Romney's foreign policy

7/27/2012
LOS ANGELES TIMES

As he makes a week-long trip to Britain, Israel, and Poland designed to burnish his foreign policy credentials, Mitt Romney is offering a critique of President Obama's military and diplomatic policies that is long on bluster and short on detailed disagreements.

So far, he has provided mostly hyperbole, broad and vague criticisms, and cheap shots. In a speech this week to the Veterans of Foreign Wars, he said that Mr. Obama had "given trust where it is not earned, insult where it is not deserved, and apology where it is not due."

He revived the canard that the President has traipsed around the world apologizing for America. He accused Mr. Obama of undermining Israel's position and speaking "as if our closest ally in the Middle East was the problem."

"If you do not want America to be the strongest nation on Earth, I am not your president," Mr. Romney told the veterans. "You have that president today."

Mr. Romney was frugal with details. There has been friction between Mr. Obama and Prime Minister Benjamin Netanyahu, as there has been between American and Israeli leaders in the past. But Mr. Romney's indictment of the President as unfriendly to Israel was almost comically over the top.

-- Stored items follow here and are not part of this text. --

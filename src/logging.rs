//! File-based logging for Sublyme
//!
//! The TUI owns the terminal, so tracing output goes to a rotating file
//! instead of stdout.

use std::path::Path;
use tracing_appender::non_blocking::WorkerGuard;
use tracing_appender::rolling::{RollingFileAppender, Rotation};
use tracing_subscriber::{
    fmt::{self, format::FmtSpan},
    layer::SubscriberExt,
    util::SubscriberInitExt,
    EnvFilter,
};

const LOG_FILE_PREFIX: &str = "sublyme";
const DEFAULT_FILTER: &str = "sublyme=debug,warn";

/// Initialize the logging system.
///
/// Logs are written to `<log_dir>/sublyme.YYYY-MM-DD.log` with daily rotation.
/// `RUST_LOG` overrides the default filter (`sublyme=debug,warn`).
///
/// The returned guard flushes buffered lines on drop; keep it alive for the
/// lifetime of the application.
pub fn init_logging(log_dir: &Path) -> anyhow::Result<WorkerGuard> {
    if !log_dir.exists() {
        std::fs::create_dir_all(log_dir)?;
    }

    let file_appender = RollingFileAppender::new(Rotation::DAILY, log_dir, LOG_FILE_PREFIX);
    let (non_blocking, guard) = tracing_appender::non_blocking(file_appender);

    let filter = EnvFilter::try_from_default_env().unwrap_or_else(|_| EnvFilter::new(DEFAULT_FILTER));

    let fmt_layer = fmt::layer()
        .with_writer(non_blocking)
        .with_ansi(false) // No ANSI colors in log files
        .with_target(true)
        .with_thread_ids(false)
        .with_thread_names(false)
        .with_span_events(FmtSpan::CLOSE);

    tracing_subscriber::registry()
        .with(filter)
        .with(fmt_layer)
        .try_init()?;

    tracing::info!("Logging initialized - logs written to {}/", log_dir.display());

    Ok(guard)
}

/// Log a state operation that the controller swallows on failure
#[macro_export]
macro_rules! log_ignored {
    ($operation:expr, $result:expr) => {
        if let Err(e) = &$result {
            tracing::debug!(operation = $operation, error = %e, "Ignored state operation");
        }
    };
}
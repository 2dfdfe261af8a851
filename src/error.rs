//! Domain error types
//!
//! State errors (navigation, playback) are never fatal: the controller logs
//! them and carries on. Catalog errors only happen at startup.

use std::path::PathBuf;

use crate::model::{NavEvent, Screen};

#[derive(Debug, thiserror::Error, PartialEq, Eq)]
pub enum NavigationError {
    #[error("{event:?} is not a legal event on the {screen:?} screen")]
    InvalidTransition { screen: Screen, event: NavEvent },

    #[error("{to:?} cannot be reached from {from:?}")]
    Unreachable { from: Screen, to: Screen },
}

#[derive(Debug, thiserror::Error, PartialEq, Eq)]
pub enum PlaybackError {
    #[error("No track is loaded")]
    NoActiveTrack,
}

#[derive(Debug, thiserror::Error)]
pub enum CatalogError {
    #[error("Failed to read catalog file {path}")]
    Read {
        path: PathBuf,
        #[source]
        source: std::io::Error,
    },

    #[error("Catalog file {path} is not valid catalog JSON")]
    Parse {
        path: PathBuf,
        #[source]
        source: serde_json::Error,
    },

    #[error("Catalog has no tracks")]
    Empty,
}
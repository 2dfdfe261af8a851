//! Playback session state
//!
//! There is no audio engine. Playing a track flips a flag and lets the
//! progress ticker advance a simulated 0..100 counter.

use std::collections::HashSet;

use crate::error::PlaybackError;
use super::catalog::Track;

/// Progress shown when a track is first loaded
pub const INITIAL_PROGRESS: f64 = 30.0;
/// Progress added per tick
pub const PROGRESS_STEP: f64 = 0.5;
pub const PROGRESS_MAX: f64 = 100.0;
/// Length the elapsed label pretends a full cycle takes
pub const SIMULATED_LENGTH_SECS: f64 = 600.0;
const HISTORY_LIMIT: usize = 20;

#[derive(Clone, Debug)]
pub struct PlaybackSession {
    current_track: Option<Track>,
    is_playing: bool,
    progress: f64,
    player_open: bool,
    liked: HashSet<String>,
    history: Vec<Track>,
}

impl Default for PlaybackSession {
    fn default() -> Self {
        Self {
            current_track: None,
            is_playing: false,
            progress: 0.0,
            player_open: false,
            liked: HashSet::new(),
            history: Vec::new(),
        }
    }
}

impl PlaybackSession {
    pub fn current_track(&self) -> Option<&Track> {
        self.current_track.as_ref()
    }

    pub fn is_playing(&self) -> bool {
        self.is_playing
    }

    pub fn progress(&self) -> f64 {
        self.progress
    }

    pub fn player_open(&self) -> bool {
        self.player_open
    }

    /// The full-screen player shows only with a loaded track and the open flag set
    pub fn player_visible(&self) -> bool {
        self.player_open && self.current_track.is_some()
    }

    /// Most recently played first
    pub fn history(&self) -> &[Track] {
        &self.history
    }

    pub fn is_liked(&self, track_id: &str) -> bool {
        self.liked.contains(track_id)
    }

    /// Load `track`, start playing and open the player. Any previous track
    /// is replaced, not queued.
    pub fn play(&mut self, track: Track) {
        self.history.retain(|t| t.id != track.id);
        self.history.insert(0, track.clone());
        self.history.truncate(HISTORY_LIMIT);

        self.current_track = Some(track);
        self.is_playing = true;
        self.progress = INITIAL_PROGRESS;
        self.player_open = true;
    }

    /// Flip play/pause, returning the new state
    pub fn toggle_play(&mut self) -> Result<bool, PlaybackError> {
        if self.current_track.is_none() {
            return Err(PlaybackError::NoActiveTrack);
        }
        self.is_playing = !self.is_playing;
        Ok(self.is_playing)
    }

    /// Hide the player and pause. The track stays loaded for the mini-player.
    pub fn close_overlay(&mut self) {
        self.player_open = false;
        self.is_playing = false;
    }

    /// Reopen the player from the mini-player
    pub fn open_player(&mut self) -> Result<(), PlaybackError> {
        if self.current_track.is_none() {
            return Err(PlaybackError::NoActiveTrack);
        }
        self.player_open = true;
        Ok(())
    }

    pub fn toggle_like(&mut self) -> Result<bool, PlaybackError> {
        let id = self
            .current_track
            .as_ref()
            .map(|t| t.id.clone())
            .ok_or(PlaybackError::NoActiveTrack)?;
        if self.liked.remove(&id) {
            Ok(false)
        } else {
            self.liked.insert(id);
            Ok(true)
        }
    }

    /// Advance progress by one step while playing, wrapping to 0 at 100.
    /// Paused sessions are left untouched.
    pub fn tick(&mut self) -> Result<f64, PlaybackError> {
        if self.current_track.is_none() {
            return Err(PlaybackError::NoActiveTrack);
        }
        if self.is_playing {
            let next = self.progress + PROGRESS_STEP;
            self.progress = if next >= PROGRESS_MAX { 0.0 } else { next };
        }
        Ok(self.progress)
    }

    /// `m:ss` position on the simulated ten minute cycle
    pub fn elapsed_label(&self) -> String {
        let secs = (self.progress * SIMULATED_LENGTH_SECS / PROGRESS_MAX).floor() as u32;
        format!("{}:{:02}", secs / 60, secs % 60)
    }

    #[cfg(test)]
    pub(crate) fn set_progress(&mut self, progress: f64) {
        self.progress = progress;
    }
}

Also deceptive was his claim that national security is threatened by "Obama's massive defense cuts" -- a reference to planned across-the-board spending cuts agreed to as part of last year's bipartisan deal to raise the debt ceiling.

Stripped of its exaggerations, Mr. Romney's speech yielded surprisingly few differences of substance. He played up the fact that he opposed Mr. Obama's decision last year to downsize the U.S. military presence in Afghanistan "during the fighting season." But he also noted that his goal is to "complete a successful transition to Afghan security forces by the end of 2014" -- the very plan the President and NATO are pursuing.

Mr. Romney insisted that Iran cease enrichment of uranium, but the Obama Administration and United Nations Security Council also seek a "full suspension" of enrichment. Mr. Romney didn't say what he would do if Iran resisted this demand. In the past he, like Mr. Obama, has supported economic sanctions and a threat of a military option.

Mr. Romney's supporters suggested that the candidate would use his remarks on the eve of his journey to spell out significant ways his foreign policy would be different from the President's. We're still waiting.